## [To do]
Please copy exactly the lines that run from the start of the entries to the line containing "maximum and one", inclusive.

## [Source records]
..........
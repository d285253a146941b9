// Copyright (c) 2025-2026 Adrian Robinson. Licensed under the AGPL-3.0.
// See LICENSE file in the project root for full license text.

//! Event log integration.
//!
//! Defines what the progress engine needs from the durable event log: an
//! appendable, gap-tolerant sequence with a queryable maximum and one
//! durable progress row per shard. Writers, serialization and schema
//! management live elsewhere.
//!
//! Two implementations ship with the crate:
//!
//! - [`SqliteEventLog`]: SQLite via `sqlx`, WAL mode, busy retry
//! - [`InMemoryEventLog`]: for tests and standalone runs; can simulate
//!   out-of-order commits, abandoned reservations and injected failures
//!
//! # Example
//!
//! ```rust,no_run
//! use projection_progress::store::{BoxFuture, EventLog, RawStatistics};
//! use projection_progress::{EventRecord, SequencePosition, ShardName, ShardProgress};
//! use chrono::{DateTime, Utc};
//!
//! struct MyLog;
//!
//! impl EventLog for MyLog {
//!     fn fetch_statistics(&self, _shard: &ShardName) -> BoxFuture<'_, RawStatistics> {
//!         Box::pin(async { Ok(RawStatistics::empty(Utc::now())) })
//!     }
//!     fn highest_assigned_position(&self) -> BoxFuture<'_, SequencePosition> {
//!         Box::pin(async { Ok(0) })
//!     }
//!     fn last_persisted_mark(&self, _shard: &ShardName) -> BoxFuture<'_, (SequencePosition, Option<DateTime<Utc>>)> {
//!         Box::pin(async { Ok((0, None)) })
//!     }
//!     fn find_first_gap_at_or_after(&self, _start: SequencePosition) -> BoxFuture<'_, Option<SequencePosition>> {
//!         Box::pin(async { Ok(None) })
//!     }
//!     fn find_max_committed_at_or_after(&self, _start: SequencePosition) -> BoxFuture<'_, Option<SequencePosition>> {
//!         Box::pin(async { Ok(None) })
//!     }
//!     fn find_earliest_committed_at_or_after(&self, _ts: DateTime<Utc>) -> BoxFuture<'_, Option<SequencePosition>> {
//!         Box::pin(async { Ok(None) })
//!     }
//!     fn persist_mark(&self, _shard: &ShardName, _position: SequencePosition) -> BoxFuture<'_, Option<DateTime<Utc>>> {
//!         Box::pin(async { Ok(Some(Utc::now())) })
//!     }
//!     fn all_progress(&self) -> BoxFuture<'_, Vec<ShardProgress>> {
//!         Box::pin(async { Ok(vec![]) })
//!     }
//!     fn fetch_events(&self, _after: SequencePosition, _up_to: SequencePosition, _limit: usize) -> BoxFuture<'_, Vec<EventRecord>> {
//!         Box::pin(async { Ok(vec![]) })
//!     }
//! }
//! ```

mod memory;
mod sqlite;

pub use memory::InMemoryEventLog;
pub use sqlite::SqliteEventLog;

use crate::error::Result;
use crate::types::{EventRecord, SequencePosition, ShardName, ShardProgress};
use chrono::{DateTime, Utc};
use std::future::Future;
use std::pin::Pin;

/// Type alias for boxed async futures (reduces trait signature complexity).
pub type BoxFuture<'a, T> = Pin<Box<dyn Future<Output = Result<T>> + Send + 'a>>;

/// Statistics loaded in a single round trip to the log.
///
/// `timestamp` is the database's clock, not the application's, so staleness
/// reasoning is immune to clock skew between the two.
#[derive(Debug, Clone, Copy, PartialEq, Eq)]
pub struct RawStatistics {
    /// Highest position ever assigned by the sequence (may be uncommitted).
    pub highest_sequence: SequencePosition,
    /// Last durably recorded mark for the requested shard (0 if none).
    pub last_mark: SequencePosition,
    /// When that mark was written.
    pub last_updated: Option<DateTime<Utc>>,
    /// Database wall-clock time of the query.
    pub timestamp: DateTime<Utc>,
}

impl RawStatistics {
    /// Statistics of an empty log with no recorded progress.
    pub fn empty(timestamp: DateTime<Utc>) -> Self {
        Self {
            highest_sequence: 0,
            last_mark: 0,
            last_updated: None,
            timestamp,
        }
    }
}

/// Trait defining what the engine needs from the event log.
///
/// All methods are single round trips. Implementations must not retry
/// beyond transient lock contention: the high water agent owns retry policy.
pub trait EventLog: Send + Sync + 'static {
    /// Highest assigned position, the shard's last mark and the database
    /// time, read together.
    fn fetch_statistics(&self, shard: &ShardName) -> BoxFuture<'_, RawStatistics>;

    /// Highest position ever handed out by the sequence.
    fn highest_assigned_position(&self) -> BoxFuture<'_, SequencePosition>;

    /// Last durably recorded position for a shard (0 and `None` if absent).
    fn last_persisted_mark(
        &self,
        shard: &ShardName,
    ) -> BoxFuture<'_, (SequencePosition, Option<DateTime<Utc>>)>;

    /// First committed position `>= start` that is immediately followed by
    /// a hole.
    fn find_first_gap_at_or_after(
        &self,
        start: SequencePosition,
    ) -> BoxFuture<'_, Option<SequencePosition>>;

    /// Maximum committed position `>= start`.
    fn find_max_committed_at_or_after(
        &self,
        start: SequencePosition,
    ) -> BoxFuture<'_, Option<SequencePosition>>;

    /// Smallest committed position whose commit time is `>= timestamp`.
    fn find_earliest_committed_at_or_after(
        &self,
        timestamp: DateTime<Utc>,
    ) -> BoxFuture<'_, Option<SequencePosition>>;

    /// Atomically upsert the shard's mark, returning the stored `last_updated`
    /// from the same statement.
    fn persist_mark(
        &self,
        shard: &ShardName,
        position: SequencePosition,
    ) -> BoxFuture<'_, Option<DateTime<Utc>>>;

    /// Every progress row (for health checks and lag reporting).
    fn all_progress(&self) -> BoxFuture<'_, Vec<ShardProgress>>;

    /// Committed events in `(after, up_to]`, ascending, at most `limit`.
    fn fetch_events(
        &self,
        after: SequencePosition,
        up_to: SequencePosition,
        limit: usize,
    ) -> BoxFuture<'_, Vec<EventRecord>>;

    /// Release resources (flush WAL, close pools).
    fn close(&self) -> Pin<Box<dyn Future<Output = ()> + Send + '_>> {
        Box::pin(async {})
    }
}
..........
## [Response]
repository d285253a146941b9
// Copyright (c) 2025-2026 Adrian Robinson. Licensed under the AGPL-3.0.
// See LICENSE file in the project root for full license text.

//! Event log integration.
//!
//! Defines what the progress engine needs from the durable event log: an
//! appendable, gap-tolerant sequence with a queryable maximum and one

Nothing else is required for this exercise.